Red Sonja: Uma Bárbara sem Brilho?
Lançado em 2025, Red Sonja chegou aos cinemas prometendo uma aventura épica de espadas e feitiçaria, estrelada pela talentosa Matilda Lutz no papel-título. A sinopse nos apresenta a Sonja, uma guerreira bárbara com a missão de reunir um grupo de improváveis heróis para desafiar o tirano Imperador Draygan e sua sinistra noiva, Dark Annisia. A premissa é clássica, familiar aos amantes do gênero, mas a execução, infelizmente, não se mostra à altura da expectativa.
Desde o início, senti uma certa falta de alma em Red Sonja. A direção de MJ Bassett, embora competente tecnicamente, carece da energia e da visceralidade que um filme de fantasia épica desse porte exige. Há momentos de ação bem coreografados, sim, um festival de espadas digno de nota, mas a câmera parece distanciada, impedindo que o espectador se conecte verdadeiramente com a brutalidade e a emoção das lutas. As cenas de batalha, apesar de tecnicamente bem executadas, são frias e distantes, faltando a energia crua e visceral que esperamos de um filme de ação e fantasia.

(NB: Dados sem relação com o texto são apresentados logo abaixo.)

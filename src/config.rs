//! Configuration types for registry-audit
//!
//! Every ambient constant of the pipeline (registry base address, expected
//! artifact media type, chunk size, histogram bin edges) lives here as an
//! explicit configuration value handed to the components that need it, rather
//! than as a global scattered through the code.

use crate::error::{Error, Result};
use serde::{Deserialize, Serialize};
use std::path::{Path, PathBuf};

/// Registry endpoints and listing behavior
///
/// Used as a nested sub-config within [`Config`].
#[derive(Clone, Debug, Serialize, Deserialize)]
pub struct RegistryConfig {
    /// Base URL of the registry API (default: "https://crates.io/api")
    #[serde(default = "default_base_url")]
    pub base_url: String,

    /// Query string for the first listing page (default: "?sort=new&include_yanked=no")
    ///
    /// Newest-first ordering with withdrawn crates excluded at the source.
    /// The withdrawn flag is still re-checked per item downstream.
    #[serde(default = "default_initial_query")]
    pub initial_query: String,

    /// User-Agent header sent with every request
    ///
    /// The registry rejects anonymous clients, so this must stay non-empty.
    #[serde(default = "default_user_agent")]
    pub user_agent: String,

    /// Media type an artifact download must declare before its body is read
    /// (default: "application/gzip")
    #[serde(default = "default_artifact_content_type")]
    pub artifact_content_type: String,
}

impl Default for RegistryConfig {
    fn default() -> Self {
        Self {
            base_url: default_base_url(),
            initial_query: default_initial_query(),
            user_agent: default_user_agent(),
            artifact_content_type: default_artifact_content_type(),
        }
    }
}

/// External checker invocation settings
///
/// Used as a nested sub-config within [`Config`].
#[derive(Clone, Debug, Serialize, Deserialize)]
pub struct CheckerConfig {
    /// Path to the checker binary (auto-detected from PATH if None)
    #[serde(default)]
    pub binary_path: Option<PathBuf>,

    /// Whether to search PATH for the checker binary when no explicit path is
    /// set (default: true)
    #[serde(default = "default_true")]
    pub search_path: bool,

    /// Arguments passed to the checker binary (default: ["deny", "check"])
    #[serde(default = "default_checker_args")]
    pub args: Vec<String>,

    /// Policy configuration file copied next to each unpacked crate before
    /// the checker runs (default: "deny.toml")
    #[serde(default = "default_policy_config")]
    pub policy_config: PathBuf,
}

impl Default for CheckerConfig {
    fn default() -> Self {
        Self {
            binary_path: None,
            search_path: true,
            args: default_checker_args(),
            policy_config: default_policy_config(),
        }
    }
}

/// Pipeline behavior (concurrency, scratch space, output)
///
/// Used as a nested sub-config within [`Config`].
#[derive(Clone, Debug, Serialize, Deserialize)]
pub struct PipelineConfig {
    /// Maximum fetch+extract+check units in flight within a page (default: 8)
    ///
    /// Bounds simultaneous subprocess launches and open file descriptors;
    /// the remainder of a page's items queue behind the limit.
    #[serde(default = "default_max_concurrent_checks")]
    pub max_concurrent_checks: usize,

    /// Chunk size in bytes for streaming artifact downloads to disk
    /// (default: 4096)
    ///
    /// Peak memory per download is bounded by this regardless of artifact size.
    #[serde(default = "default_download_chunk_size")]
    pub download_chunk_size: usize,

    /// Parent directory for per-item working areas (default: system temp dir)
    #[serde(default)]
    pub scratch_dir: Option<PathBuf>,

    /// Output dataset path (default: "crates_info.csv")
    #[serde(default = "default_dataset_path")]
    pub dataset_path: PathBuf,
}

impl Default for PipelineConfig {
    fn default() -> Self {
        Self {
            max_concurrent_checks: default_max_concurrent_checks(),
            download_chunk_size: default_download_chunk_size(),
            scratch_dir: None,
            dataset_path: default_dataset_path(),
        }
    }
}

/// Offline report settings
///
/// Used as a nested sub-config within [`Config`].
#[derive(Clone, Debug, Serialize, Deserialize)]
pub struct ReportConfig {
    /// Finite edges of the download-count histogram; a final open-ended bin
    /// covers everything above the last edge
    /// (default: [0, 100, 1_000, 10_000, 100_000, 1_000_000, 10_000_000])
    #[serde(default = "default_download_bin_edges")]
    pub download_bin_edges: Vec<u64>,
}

impl Default for ReportConfig {
    fn default() -> Self {
        Self {
            download_bin_edges: default_download_bin_edges(),
        }
    }
}

/// Main configuration for the auditor
///
/// Fields are organized into logical sub-configs:
/// - [`registry`](RegistryConfig) — endpoints, listing query, media type
/// - [`checker`](CheckerConfig) — external binary and policy file
/// - [`pipeline`](PipelineConfig) — concurrency, scratch space, output path
/// - [`report`](ReportConfig) — offline analysis settings
#[derive(Clone, Debug, Default, Serialize, Deserialize)]
pub struct Config {
    /// Registry endpoints and listing behavior
    #[serde(default)]
    pub registry: RegistryConfig,

    /// External checker invocation settings
    #[serde(default)]
    pub checker: CheckerConfig,

    /// Pipeline behavior
    #[serde(default)]
    pub pipeline: PipelineConfig,

    /// Offline report settings
    #[serde(default)]
    pub report: ReportConfig,
}

impl Config {
    /// Load configuration from a TOML file
    ///
    /// Missing keys fall back to their defaults, so a partial file overriding
    /// only a handful of settings is valid.
    ///
    /// # Errors
    ///
    /// Returns [`Error::Io`] if the file cannot be read and [`Error::Config`]
    /// if it is not valid TOML for this schema.
    pub fn load(path: &Path) -> Result<Self> {
        let raw = std::fs::read_to_string(path)?;
        toml::from_str(&raw).map_err(|e| Error::Config {
            message: format!("invalid configuration file '{}': {}", path.display(), e),
            key: None,
        })
    }

    /// Validate the configuration before a run
    ///
    /// # Errors
    ///
    /// Returns [`Error::Config`] naming the offending key if any setting is
    /// out of range.
    pub fn validate(&self) -> Result<()> {
        url::Url::parse(&self.registry.base_url).map_err(|e| Error::Config {
            message: format!("invalid registry base URL '{}': {}", self.registry.base_url, e),
            key: Some("registry.base_url".to_string()),
        })?;

        if self.registry.user_agent.trim().is_empty() {
            return Err(Error::Config {
                message: "user agent must not be empty".to_string(),
                key: Some("registry.user_agent".to_string()),
            });
        }

        if self.pipeline.max_concurrent_checks == 0 {
            return Err(Error::Config {
                message: "concurrency limit must be at least 1".to_string(),
                key: Some("pipeline.max_concurrent_checks".to_string()),
            });
        }

        if self.pipeline.download_chunk_size == 0 {
            return Err(Error::Config {
                message: "download chunk size must be at least 1 byte".to_string(),
                key: Some("pipeline.download_chunk_size".to_string()),
            });
        }

        if self.report.download_bin_edges.len() < 2
            || !self
                .report
                .download_bin_edges
                .windows(2)
                .all(|pair| pair[0] < pair[1])
        {
            return Err(Error::Config {
                message: "histogram bin edges must be strictly increasing, with at least two edges"
                    .to_string(),
                key: Some("report.download_bin_edges".to_string()),
            });
        }

        Ok(())
    }
}

fn default_base_url() -> String {
    "https://crates.io/api".to_string()
}

fn default_initial_query() -> String {
    "?sort=new&include_yanked=no".to_string()
}

fn default_user_agent() -> String {
    concat!("registry-audit/", env!("CARGO_PKG_VERSION")).to_string()
}

fn default_artifact_content_type() -> String {
    "application/gzip".to_string()
}

fn default_checker_args() -> Vec<String> {
    vec!["deny".to_string(), "check".to_string()]
}

fn default_policy_config() -> PathBuf {
    PathBuf::from("deny.toml")
}

fn default_max_concurrent_checks() -> usize {
    8
}

fn default_download_chunk_size() -> usize {
    4096
}

fn default_dataset_path() -> PathBuf {
    PathBuf::from("crates_info.csv")
}

fn default_download_bin_edges() -> Vec<u64> {
    vec![0, 100, 1_000, 10_000, 100_000, 1_000_000, 10_000_000]
}

fn default_true() -> bool {
    true
}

O roteiro de Tasha Huo, também, me deixou com uma sensação de “já vi isso antes”. A trama é previsível, com personagens arquetípicos e um desenvolvimento narrativo que segue caminhos batidos, sem grandes surpresas ou reviravoltas memoráveis. Apesar do elenco contar com nomes interessantes como Robert Sheehan, Wallis Day e Luke Pasqualino, as atuações, em sua maioria, são planas e sem grande impacto. Matilda Lutz como Red Sonja tem momentos de força, mas luta para transpassar a superficialidade do roteiro e dar vida à icônica guerreira. Ela tenta, mas o personagem, como escrito, não oferece profundidade suficiente para permitir uma performance verdadeiramente memorável.
| Atributo | Detalhe |
|---|---|
| Diretora | MJ Bassett |
| Roteirista | Tasha Huo |
| Produtores | Christa Campbell, Mark Canton, Lati Grobman, Courtney Solomon, Joe Gatta, Yariv Lerner, Jeffrey Greenstein, Les Weldon, Avi Lerner, Luke Lieberman, MJ Bassett, Jonathan Yunger |
| Elenco Principal | Matilda Lutz, Robert Sheehan, Wallis Day, Luke Pasqualino, Michael Bisping |
| Gênero | Aventura, Ação, Fantasia |
| Ano de Lançamento | 2025 |
| Produtoras | Millennium Media, Mark Canton Productions, Courtney Solomon Productions, Campbell Grobman Films |
Embora a produção tenha investido em cenários e figurinos de boa qualidade, criando um visual razoável dentro do universo de fantasia proposto, o filme peca pela falta de refinamento e de uma identidade visual marcante. Ele não consegue se destacar das inúmeras produções do gênero, e se perde na mesmice, sem oferecer nada de novo ou único para o espectador.
A falta de cuidado na produção é evidente em vários aspectos, desde a construção dos personagens secundários – que são meros adereços na jornada de Sonja – até o desenvolvimento da própria trama, que se arrasta em momentos lentos e desinteressantes. A promessa de um grupo de guerreiros improváveis nunca se concretiza verdadeiramente, e a dinâmica entre eles carece de química e profundidade.
Apesar de seus problemas, Red Sonja não é um completo desastre. A fotografia, em alguns momentos, é bonita e evoca a atmosfera de um conto de espada e magia. Os efeitos visuais, apesar de alguns momentos questionáveis, estão na média do que vemos em produções similares. E, em justa medida, a presença de uma heroína feminina forte em um cenário de fantasia épica é sempre algo a ser valorizado. A proposta de um filme protagonizado por uma mulher num gênero majoritariamente masculino ainda é uma conquista considerável, mesmo que a execução não esteja totalmente à altura.
No final das contas, Red Sonja é um filme mediano. Ele cumpre o básico, mas não se destaca. É uma aventura de espada e feitiçaria razoavelmente divertida para quem busca uma distração sem grandes pretensões, mas aqueles que esperam uma obra épica, inovadora e memorável, certamente ficarão decepcionados. Se você é um fã fervoroso de Red Sonja, assista com cautela e gerência de expectativas. Caso contrário, há outras opções no gênero que valem mais a pena. Em resumo, uma oportunidade perdida, o que é uma pena, considerando o potencial do material original e o elenco envolvido.